Imagine my shock, when I learned that the request actually came from the prosecution! The advocate was just as surprised saying she’s never seen this happen. A letter of outrage from my Therapist and a few major mistakes later, the prosecutor was fired.
Skip ahead six months and a new prosecutor called to personally assure me that things would be different going forward. She said all the right things, and before you know it, I was back on board.
One thing that didn’t sit right was the fact that they were going ahead and petitioning the court to release our mental health records. She posed it in such a way so as to make it appear to be in my best interest. She said she wanted the judge to take notice that the prosecution was willing to work with them.
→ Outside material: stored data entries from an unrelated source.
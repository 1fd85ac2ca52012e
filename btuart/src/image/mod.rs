//! Firmware image formats.
//!
//! - [`script`]: packed, zero-terminated command record images (what the
//!   loader sends)
//! - [`bts`]: TI Bluetooth Script files, convertible to packed images

pub mod bts;
pub mod script;

pub use script::{FirmwareImage, ImageSummary, MIN_IMAGE_SIZE, Record, RecordInfo, Records};

use crate::error::Result;
use log::debug;

/// Accept either a BTS file or an already packed image and return packed bytes.
pub fn normalize(data: Vec<u8>) -> Result<Vec<u8>> {
    if bts::is_bts(&data) {
        debug!("Converting BTS script ({} bytes)", data.len());
        bts::convert(&data)
    } else {
        Ok(data)
    }
}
So reluctantly I signed the papers that would release any and all mental health records for what is known as an In Camera Review.
An In Camera Review means only the judge can see the records and can only share exculpatory evidence. An example of that would be if I had ever said that I was not, in fact raped. Or if I was diagnosed as a compulsive liar. I knew they would not find anything of that nature so I signed off again. A piece of my heart broke, though. It was another huge violation.
Skip to last week. I got the call from my advocate saying the trial is off again. At that point I didn’t even care why, so I didn’t ask. She offered no explanation. As the days went by and my brain adjusted to this new reality, I began to wonder …
I called the victims advocate yesterday to ask the reason for yet another delay. Her texted response was “they have not received all the medical records requested.” It literally did not compute at first. So the trial has been put off indefinitely because they haven’t done a good job of collecting records they should never have asked for in the first place? Are you shitting me? For real?
I’m not one to feel sorry for myself for too long. If I have a pity party, I try to keep it short. But I’m … I don’t know, I can’t describe what I’m feeling. It really is indescribable. One thing I do know, is I smell a rat.
This perpetrator was the only Doctor in a small town, is very well connected, and has been treated with kid gloves because he’s old. I see bias in the news coverage and politics at the state attorneys office. Are they just stringing us along til he dies? Seriously, my best interests, and those of all the other victims, are clearly not a priority.
So I sit here this morning trying to channel my anger. But anger isn’t the most accurate word for what I’m feeling… I’m not sure there is one. And there’s no one involved with the trial I can turn to, no one who will give me a straight answer.
As usual, I’m trying to find a way to wrap things up nice and pretty. I just can’t because I’ve been left hanging yet again.